Dossier: 98-2428-IT-G

ENTRE :

MIAN T. AZIZ,

appelant,

et

SA MAJESTÉ LA REINE,

intimée.

Motifs du jugement

Le juge Bowman, C.C.I.

[1] Les présents appels sont interjetés contre des cotisations établies pour les années d'imposition 1992, 1993 et 1994 de l'appelant. La question porte sur la déductibilité de pertes déclarées par l'appelant pour la location d'une maison lui appartenant située au 36, promenade Crocus, à Scarborough.

[2] L'appelant est né au Pakistan en 1952. Il a obtenu un baccalauréat ès sciences en mathématiques et en physique de la Punjab University. Après avoir déménagé au Canada, il a suivi un cours en gestion des entreprises à la George Brown University. Il a également suivi un cours sur les biens immobiliers.

[3] En 1976, il a acheté un condominium à Port Credit où il a vécu jusqu'en 1981, quand il l'a vendu en réalisant un mince profit.

[4] En 1989, il a acheté le bien en litige pour un montant de 251 000 $. L'achat a été financé jusqu'à concurrence de 200 000 $ par une hypothèque consentie à la Société Canada Trust. Le reste a été payé grâce aux économies de l'appelant. Son frère et sa belle-soeur ont reçu une part de 1 p. 100 à titre de locataires conjoints, même s'ils n'avaient rien payé. La raison pour laquelle cela a été fait n'est pas très claire.

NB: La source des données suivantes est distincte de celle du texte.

//! JSON-RPC 2.0 envelope types.
//!
//! The wire is newline-delimited JSON: each direction writes one complete
//! envelope per line. Requests flow host → plugin on stdin; responses flow
//! plugin → host on stdout. A response carries exactly one of `result` or
//! `error`; a request that could not be parsed at all is answered with
//! `id: 0` and a parse-error envelope.

use std::fmt;

use serde::{Deserialize, Serialize};
use serde_json::Value;
use thiserror::Error;

/// Protocol tag carried by every envelope.
pub const JSONRPC_VERSION: &str = "2.0";

// ── Error codes ─────────────────────────────────────────────────────────

/// The request line was not valid JSON.
pub const PARSE_ERROR: i32 = -32700;
/// The envelope was JSON but not a valid request.
pub const INVALID_REQUEST: i32 = -32600;
/// The method is not in the known set.
pub const METHOD_NOT_FOUND: i32 = -32601;
/// The params could not be decoded for the method.
pub const INVALID_PARAMS: i32 = -32602;
/// The dispatcher itself failed.
pub const INTERNAL_ERROR: i32 = -32603;
/// A handler failed without attaching a numeric code.
pub const SERVER_ERROR: i32 = -32000;

// ── Methods ─────────────────────────────────────────────────────────────

/// The closed set of RPC method names.
pub mod method {
    pub const GET_METADATA: &str = "getMetadata";
    pub const CONFIGURE: &str = "configure";
    pub const TEST_CONNECTION: &str = "testConnection";
    pub const FETCH_SENSORS: &str = "fetchSensors";
    pub const FETCH_SELECTED_SENSORS: &str = "fetchSelectedSensors";
    pub const START_SESSION: &str = "startSession";
    pub const STOP_SESSION: &str = "stopSession";
    pub const HEALTH_CHECK: &str = "healthCheck";

    /// All known method names. Anything else answers method-not-found.
    pub const ALL: [&str; 8] = [
        GET_METADATA,
        CONFIGURE,
        TEST_CONNECTION,
        FETCH_SENSORS,
        FETCH_SELECTED_SENSORS,
        START_SESSION,
        STOP_SESSION,
        HEALTH_CHECK,
    ];
}

/// Whether `name` is in the closed method set.
pub fn is_known_method(name: &str) -> bool {
    method::ALL.contains(&name)
}

// ── Request id ──────────────────────────────────────────────────────────

/// A request identifier: an integer or a string, unique per in-flight
/// request on a given channel.
#[derive(Debug, Clone, PartialEq, Eq, Hash, Serialize, Deserialize)]
#[serde(untagged)]
pub enum RequestId {
    Num(u64),
    Str(String),
}

impl RequestId {
    /// The id carried by replies to unparseable requests.
    pub const ZERO: RequestId = RequestId::Num(0);

    /// Numeric value, if this is an integer id.
    pub fn as_u64(&self) -> Option<u64> {
        match self {
            Self::Num(n) => Some(*n),
            Self::Str(_) => None,
        }
    }

    /// Extract an id from a raw JSON value. Only unsigned integers and
    /// strings are valid ids.
    pub fn from_value(value: &Value) -> Option<Self> {
        match value {
            Value::Number(n) => n.as_u64().map(Self::Num),
            Value::String(s) => Some(Self::Str(s.clone())),
            _ => None,
        }
    }
}

impl From<u64> for RequestId {
    fn from(n: u64) -> Self {
        Self::Num(n)
    }
}

impl From<&str> for RequestId {
    fn from(s: &str) -> Self {
        Self::Str(s.to_owned())
    }
}

impl fmt::Display for RequestId {
    fn fmt(&self, f: &mut fmt::Formatter<'_>) -> fmt::Result {
        match self {
            Self::Num(n) => write!(f, "{n}"),
            Self::Str(s) => f.write_str(s),
        }
    }
}

// ── Request ─────────────────────────────────────────────────────────────

/// JSON-RPC 2.0 request envelope.
#[derive(Debug, Clone, Serialize, Deserialize)]
pub struct RpcRequest {
    /// Protocol tag, always `"2.0"`.
    pub jsonrpc: String,
    /// Method name from the closed set.
    pub method: String,
    /// Free-form parameters object.
    #[serde(default = "default_params")]
    pub params: Value,
    /// Request identifier echoed by the response.
    pub id: RequestId,
}

fn default_params() -> Value {
    Value::Object(serde_json::Map::new())
}

impl RpcRequest {
    /// Create a request envelope.
    pub fn new(id: impl Into<RequestId>, method: impl Into<String>, params: Value) -> Self {
        Self {
            jsonrpc: JSONRPC_VERSION.to_string(),
            method: method.into(),
            params,
            id: id.into(),
        }
    }

    /// Decode one framed request line.
    ///
    /// Lines that are not JSON fail with parse-error and id 0. Lines that
    /// are JSON but lack `jsonrpc == "2.0"`, a non-empty `method`, or a
    /// valid `id` fail with invalid-request, echoing the id when one is
    /// present.
    pub fn decode(line: &str) -> Result<Self, RpcFailure> {
        let value: Value = serde_json::from_str(line).map_err(|_| RpcFailure {
            id: RequestId::ZERO,
            error: RpcError::parse_error(),
        })?;

        let id = value
            .get("id")
            .and_then(RequestId::from_value)
            .unwrap_or(RequestId::ZERO);

        let jsonrpc_ok = value.get("jsonrpc").and_then(Value::as_str) == Some(JSONRPC_VERSION);
        let method_ok = value
            .get("method")
            .and_then(Value::as_str)
            .is_some_and(|m| !m.is_empty());
        let id_ok = value
            .get("id")
            .is_some_and(|v| RequestId::from_value(v).is_some());

        if !(jsonrpc_ok && method_ok && id_ok) {
            return Err(RpcFailure {
                id,
                error: RpcError::invalid_request(),
            });
        }

        serde_json::from_value(value).map_err(|_| RpcFailure {
            id,
            error: RpcError::invalid_request(),
        })
    }
}

/// A request line that could not be decoded, with the id to echo (0 when
/// none could be recovered) and the error envelope to reply with.
#[derive(Debug, Clone, PartialEq)]
pub struct RpcFailure {
    pub id: RequestId,
    pub error: RpcError,
}

// ── Response ────────────────────────────────────────────────────────────

/// JSON-RPC 2.0 response envelope. Exactly one of `result` and `error`
/// is present.
#[derive(Debug, Clone, Serialize, Deserialize)]
pub struct RpcResponse {
    /// Protocol tag, always `"2.0"`.
    pub jsonrpc: String,
    /// Identifier of the request this answers.
    pub id: RequestId,
    /// Successful result.
    #[serde(default, skip_serializing_if = "Option::is_none")]
    pub result: Option<Value>,
    /// Failure detail.
    #[serde(default, skip_serializing_if = "Option::is_none")]
    pub error: Option<RpcError>,
}

impl RpcResponse {
    /// Successful response.
    pub fn success(id: impl Into<RequestId>, result: Value) -> Self {
        Self {
            jsonrpc: JSONRPC_VERSION.to_string(),
            id: id.into(),
            result: Some(result),
            error: None,
        }
    }

    /// Error response.
    pub fn error(id: impl Into<RequestId>, error: RpcError) -> Self {
        Self {
            jsonrpc: JSONRPC_VERSION.to_string(),
            id: id.into(),
            result: None,
            error: Some(error),
        }
    }
}

/// JSON-RPC 2.0 error object.
#[derive(Debug, Clone, PartialEq, Serialize, Deserialize, Error)]
#[error("{message}")]
pub struct RpcError {
    /// Error code from the closed set of §error codes.
    pub code: i32,
    /// Human-readable message.
    pub message: String,
    /// Optional structured detail.
    #[serde(default, skip_serializing_if = "Option::is_none")]
    pub data: Option<Value>,
}

impl RpcError {
    /// Error with the given code and message.
    pub fn new(code: i32, message: impl Into<String>) -> Self {
        Self {
            code,
            message: message.into(),
            data: None,
        }
    }

    pub fn parse_error() -> Self {
        Self::new(PARSE_ERROR, "Parse error")
    }

    pub fn invalid_request() -> Self {
        Self::new(INVALID_REQUEST, "Invalid request")
    }

    pub fn method_not_found(method: &str) -> Self {
        Self::new(METHOD_NOT_FOUND, format!("Method not found: {method}"))
    }

    pub fn invalid_params(detail: impl Into<String>) -> Self {
        Self::new(INVALID_PARAMS, detail)
    }
}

Il semble que l'avocat de l'appelant l'ait suggéré.

[5] Dans un questionnaire de location envoyé à l'appelant par Revenu Canada, à la question [TRADUCTION] “ Quel était le but initial de l'acquisition du bien? ”, l'appelant a répondu : [TRADUCTION] “ fins résidentielles ”. Cette déclaration est quelque peu ambiguë et peut être attribuable à un problème linguistique. Je ne crois pas que l'issue de l'affaire tienne à l'utilisation par l'appelant d'une seule expression malheureuse. Je crois, tout compte fait, qu'il avait probablement en tête la location du bien à des locataires. Il possède deux autres biens locatifs au Pakistan.

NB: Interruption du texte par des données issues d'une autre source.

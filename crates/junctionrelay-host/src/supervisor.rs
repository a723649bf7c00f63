//! The plugin supervisor: owns one collector child process and provides a
//! typed request/response API above the framed stdio transport.
//!
//! One supervisor per plugin. Requests are multiplexed by integer id over
//! the child's stdin/stdout; the child's stderr carries the readiness
//! token and free-form log lines. Unexpected exits trigger a bounded
//! restart policy that replays the last `configure` parameters to the
//! fresh child.

use std::collections::{HashMap, VecDeque};
use std::future::Future;
use std::pin::Pin;
use std::process::Stdio;
use std::sync::Arc;
use std::sync::atomic::{AtomicBool, AtomicU32, AtomicU64, Ordering};
use std::time::Duration;

use serde_json::{Value, json};
use tokio::io::{AsyncBufReadExt, AsyncWriteExt, BufReader};
use tokio::process::{Child, ChildStderr, ChildStdin, ChildStdout, Command};
use tokio::sync::{Mutex, oneshot};
use tracing::{debug, info, warn};

use junctionrelay_protocol::{
    CollectorMetadata, ConfigureParams, HealthStatus, RpcRequest, RpcResponse, SensorReading,
    is_plugin_collector, is_valid_plugin_name, method,
};

use crate::discovery::{self, DiscoveredPlugin};
use crate::error::{HostError, Result};
use crate::launch::{LaunchCommand, resolve_launch};
use crate::options::{SupervisorCallbacks, SupervisorOptions};

/// Lines retained in the in-memory log ring buffer.
const LOG_BUFFER_LINES: usize = 256;

/// How often the exit monitor polls the child.
const EXIT_POLL_INTERVAL: Duration = Duration::from_millis(100);

/// One captured log line from the plugin's stderr.
#[derive(Debug, Clone)]
pub struct LogEntry {
    pub at: chrono::DateTime<chrono::Utc>,
    /// The stderr line, prefixed with the `[<plugin>]` tag.
    pub line: String,
}

struct PendingRequest {
    method: String,
    tx: oneshot::Sender<Result<Value>>,
}

/// Supervises one collector plugin child process.
///
/// All methods take `&self`; the handle is cheap to clone via the inner
/// `Arc` and may be shared across tasks, though hosts normally drive one
/// request at a time per plugin.
pub struct PluginSupervisor {
    inner: Arc<SupervisorInner>,
}

struct SupervisorInner {
    name: String,
    launch: LaunchCommand,
    options: SupervisorOptions,
    callbacks: SupervisorCallbacks,
    next_id: AtomicU64,
    pending: Mutex<HashMap<u64, PendingRequest>>,
    stdin: Mutex<Option<ChildStdin>>,
    child: Mutex<Option<Child>>,
    stopped: AtomicBool,
    restart_count: AtomicU32,
    last_config: Mutex<Option<Value>>,
    logs: Mutex<VecDeque<LogEntry>>,
}

impl PluginSupervisor {
    /// Supervisor for a discovered plugin. Does not spawn anything until
    /// [`start`](Self::start).
    pub fn new(
        plugin: &DiscoveredPlugin,
        options: SupervisorOptions,
        callbacks: SupervisorCallbacks,
    ) -> Result<Self> {
        let launch = resolve_launch(plugin)?;
        Ok(Self::with_launch(
            plugin.name.clone(),
            launch,
            options,
            callbacks,
        ))
    }

    /// Supervisor for a plugin root directory, reading its manifest.
    pub fn for_plugin_dir(
        dir: &std::path::Path,
        options: SupervisorOptions,
        callbacks: SupervisorCallbacks,
    ) -> Result<Self> {
        let plugin = discovery::load_plugin(dir).ok_or_else(|| HostError::Manifest {
            path: dir.to_path_buf(),
        })?;
        Self::new(&plugin, options, callbacks)
    }

    /// Supervisor from an explicit launch command.
    pub fn with_launch(
        name: String,
        launch: LaunchCommand,
        options: SupervisorOptions,
        callbacks: SupervisorCallbacks,
    ) -> Self {
        Self {
            inner: Arc::new(SupervisorInner {
                name,
                launch,
                options,
                callbacks,
                next_id: AtomicU64::new(1),
                pending: Mutex::new(HashMap::new()),
                stdin: Mutex::new(None),
                child: Mutex::new(None),
                stopped: AtomicBool::new(false),
                restart_count: AtomicU32::new(0),
                last_config: Mutex::new(None),
                logs: Mutex::new(VecDeque::new()),
            }),
        }
    }

    /// Plugin name this supervisor owns.
    pub fn name(&self) -> &str {
        &self.inner.name
    }

    /// Spawn the child and wait for its readiness token.
    ///
    /// Idempotent while a child is already running.
    pub async fn start(&self) -> Result<()> {
        if self.is_running().await {
            return Ok(());
        }
        self.inner.stopped.store(false, Ordering::SeqCst);
        self.inner.restart_count.store(0, Ordering::SeqCst);
        SupervisorInner::spawn_child(&self.inner).await
    }

    /// Stop the child and inhibit restarts. Pending requests are rejected
    /// with [`HostError::NotRunning`].
    pub async fn stop(&self) {
        let inner = &self.inner;
        inner.stopped.store(true, Ordering::SeqCst);
        inner.reject_pending(|| HostError::NotRunning).await;
        *inner.stdin.lock().await = None;

        if let Some(child) = inner.child.lock().await.as_mut() {
            let _ = child.start_kill();
        }

        // Give the monitor a moment to reap and run its exit hooks.
        for _ in 0..50 {
            if !self.is_running().await {
                return;
            }
            tokio::time::sleep(Duration::from_millis(20)).await;
        }
    }

    /// Whether a child process is currently alive.
    pub async fn is_running(&self) -> bool {
        self.inner.child.lock().await.is_some()
    }

    /// Restarts performed since the last [`start`](Self::start).
    pub fn restart_count(&self) -> u32 {
        self.inner.restart_count.load(Ordering::SeqCst)
    }

    /// The retained tail of the plugin's tagged stderr lines.
    pub async fn get_logs(&self) -> Vec<LogEntry> {
        self.inner.logs.lock().await.iter().cloned().collect()
    }

    // ── Typed method surface ────────────────────────────────────────────

    pub async fn get_metadata(&self) -> Result<CollectorMetadata> {
        let value = self.inner.send(method::GET_METADATA, json!({})).await?;
        let metadata: CollectorMetadata = serde_json::from_value(value)?;
        if is_plugin_collector(&metadata.collector_name)
            && !is_valid_plugin_name(&metadata.collector_name)
        {
            warn!(
                plugin = %self.inner.name,
                collector = %metadata.collector_name,
                "collectorName violates the plugin naming rule"
            );
        }
        Ok(metadata)
    }

    /// Send configuration, memoizing it for replay after a restart.
    pub async fn configure(&self, params: &ConfigureParams) -> Result<Value> {
        let value = serde_json::to_value(params)?;
        *self.inner.last_config.lock().await = Some(value.clone());
        self.inner.send(method::CONFIGURE, value).await
    }

    pub async fn test_connection(&self) -> Result<Value> {
        self.inner.send(method::TEST_CONNECTION, json!({})).await
    }

    pub async fn fetch_sensors(&self) -> Result<Vec<SensorReading>> {
        let value = self.inner.send(method::FETCH_SENSORS, json!({})).await?;
        parse_sensor_batch(value)
    }

    pub async fn fetch_selected_sensors(&self, sensor_ids: &[String]) -> Result<Vec<SensorReading>> {
        let value = self
            .inner
            .send(method::FETCH_SELECTED_SENSORS, json!({"sensorIds": sensor_ids}))
            .await?;
        parse_sensor_batch(value)
    }

    pub async fn start_session(&self) -> Result<Value> {
        self.inner.send(method::START_SESSION, json!({})).await
    }

    pub async fn stop_session(&self) -> Result<Value> {
        self.inner.send(method::STOP_SESSION, json!({})).await
    }

    pub async fn health_check(&self) -> Result<HealthStatus> {
        let value = self.inner.send(method::HEALTH_CHECK, json!({})).await?;
        Ok(serde_json::from_value(value)?)
    }
}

[6] Le bien était un bungalow. Il comprenait trois chambres à coucher au rez-de-chaussée et une au sous-sol.

[7] Après avoir d'abord décoré la maison en 1989, il a loué le sous-sol à une personne prénommée Kevin et le rez-de-chaussée à son frère, à sa belle-soeur et à sa mère. Il se souvient vaguement du loyer qu'il demandait à son frère: c'était entre 700 $ et 800 $ par mois. Il demandait 769 $ par mois à Kevin.

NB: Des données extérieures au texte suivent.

//! Collector metadata: the record a plugin returns from `getMetadata`.
//!
//! Identity fields, the field-requirement record that drives host UI
//! prompts, polling defaults, and setup instructions. Wire field names are
//! camelCase.

use std::sync::LazyLock;

use regex::Regex;
use serde::{Deserialize, Serialize};

/// `namespace.name`, both segments lowercase kebab-case. Identifiers with
/// no `.` denote built-in native collectors and are exempt.
static PLUGIN_NAME_RE: LazyLock<Regex> = LazyLock::new(|| {
    Regex::new(r"^[a-z][a-z0-9]*(-[a-z0-9]+)*\.[a-z][a-z0-9]*(-[a-z0-9]+)*$").unwrap()
});

/// Whether a `collectorName` denotes a plugin (as opposed to a native
/// built-in collector).
pub fn is_plugin_collector(name: &str) -> bool {
    name.contains('.')
}

/// Whether a plugin `collectorName` satisfies the naming rule.
pub fn is_valid_plugin_name(name: &str) -> bool {
    PLUGIN_NAME_RE.is_match(name)
}

/// Metadata describing one collector, as returned by `getMetadata`.
#[derive(Debug, Clone, PartialEq, Serialize, Deserialize)]
#[serde(rename_all = "camelCase")]
pub struct CollectorMetadata {
    /// Collector identity: `namespace.name` for plugins, a bare name for
    /// native built-ins.
    pub collector_name: String,
    /// Human-readable name shown in the host UI.
    pub display_name: String,
    #[serde(default)]
    pub description: String,
    #[serde(default)]
    pub category: String,
    #[serde(default)]
    pub emoji: String,
    /// Which connection fields the host UI should prompt for.
    #[serde(default)]
    pub field_requirements: FieldRequirements,
    /// Default connection settings and polling cadence.
    #[serde(default)]
    pub defaults: CollectorDefaults,
    /// Ordered setup walkthrough shown before first use.
    #[serde(default)]
    pub setup_instructions: Vec<SetupStep>,
    /// Whether the collector keeps a session open between polls
    /// (`startSession` / `stopSession`).
    #[serde(default, skip_serializing_if = "Option::is_none")]
    pub supports_persistent_session: Option<bool>,
    /// External service the collector depends on, when one is required.
    #[serde(default, skip_serializing_if = "Option::is_none")]
    pub required_service_type: Option<String>,
}

/// Declares which fields the host UI should prompt for, with optional
/// labels, placeholders, and validation patterns.
#[derive(Debug, Clone, Default, PartialEq, Serialize, Deserialize)]
#[serde(rename_all = "camelCase")]
pub struct FieldRequirements {
    #[serde(default)]
    pub needs_url: bool,
    #[serde(default)]
    pub needs_access_token: bool,
    #[serde(default, skip_serializing_if = "Option::is_none")]
    pub url_label: Option<String>,
    #[serde(default, skip_serializing_if = "Option::is_none")]
    pub url_placeholder: Option<String>,
    /// Regex the host UI applies to the URL field before accepting it.
    #[serde(default, skip_serializing_if = "Option::is_none")]
    pub url_validation_pattern: Option<String>,
    #[serde(default, skip_serializing_if = "Option::is_none")]
    pub access_token_label: Option<String>,
    #[serde(default, skip_serializing_if = "Option::is_none")]
    pub access_token_placeholder: Option<String>,
}

/// Default settings applied when the user has not configured the collector.
#[derive(Debug, Clone, PartialEq, Serialize, Deserialize)]
#[serde(rename_all = "camelCase")]
pub struct CollectorDefaults {
    #[serde(default)]
    pub name: String,
    #[serde(default)]
    pub url: String,
    /// How often the host polls `fetchSensors`, in milliseconds.
    #[serde(default = "default_poll_rate_ms")]
    pub poll_rate_ms: u64,
    /// How often results are forwarded downstream, in milliseconds.
    #[serde(default = "default_send_rate_ms")]
    pub send_rate_ms: u64,
}

fn default_poll_rate_ms() -> u64 {
    10_000
}

fn default_send_rate_ms() -> u64 {
    5_000
}

impl Default for CollectorDefaults {
    fn default() -> Self {
        Self {
            name: String::new(),
            url: String::new(),
            poll_rate_ms: default_poll_rate_ms(),
            send_rate_ms: default_send_rate_ms(),
        }
    }
}

/// One step of the setup walkthrough.
#[derive(Debug, Clone, PartialEq, Serialize, Deserialize)]
#[serde(rename_all = "camelCase")]
pub struct SetupStep {
    pub title: String,
    pub body: String,
}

[8] Kevin est resté environ une année puis il a été remplacé par Michael Natale, qui payait 550 $ par mois, selon le questionnaire.

[9] En 1992, le frère de l'appelant et sa conjointe et leurs enfants ont déménagé, laissant la mère de l'appelant, Adiba. Elle n'avait pas les moyens de payer autant que le frère de l'appelant, alors elle a payé 400 $ par mois, selon le questionnaire.

[10] Les dépenses déduites excédaient de beaucoup les revenus. Je suppose que l'appelant a déduit des pertes en 1989, en 1990 et en 1991, mais aucune preuve n'a été présentée à cet égard.

[11] Il semble y avoir eu confusion au sujet des chiffres, non seulement en ce qui a trait aux loyers reçus, mais également quant aux dépenses.

[12] En 1992, l'appelant a déduit 30 229,27 $ en dépenses et déclaré 11 000 $ en loyers. Les dépenses déduites étaient les suivantes: 2 264 $ pour les impôts fonciers (montant corrigé au procès et ramené à 2 165 $), 2 400 $ pour l'entretien et les réparations, 22 415,27 $ pour les intérêts (montant corrigé au procès et ramené à 21 410 $), 2 800 $ pour l'électricité, le chauffage et l'eau, et 350 $ pour l'assurance. Cela se traduisait par une perte de 19 229,27 $.

[13] En 1993, il a déduit une perte de 21 684 $ et a déclaré un revenu de 12 000 $. En ce qui concerne les dépenses, il a déduit un montant de 4 900 $ pour l'entretien et les réparations. En réalité, la seule justification de ce chiffre est un reçu de 1994 d'un montant de 4 900 $ pour des réparations faites au toit et la reconstruction d'une salle de bain. Il a déduit des frais d'intérêt de 22 400 $. En fait, l'état du compte de prêt hypothécaire pour 1993 indique des frais d'intérêt de 13 090,67 $. Je n'ai pu déterminer d'où vient le montant de 22 400 $. L'appelant a déduit un montant de 400 $ pour l'assurance et de 3 500 $ pour l'électricité, le chauffage et l'eau. L'appelant reconnaît que ces deux chiffres étaient des estimations même s'il semble avoir eu des reçus à partir desquels les chiffres exacts auraient pu être déterminés. Il y avait un reçu de 1 068 $ pour un nouvel appareil de chauffage.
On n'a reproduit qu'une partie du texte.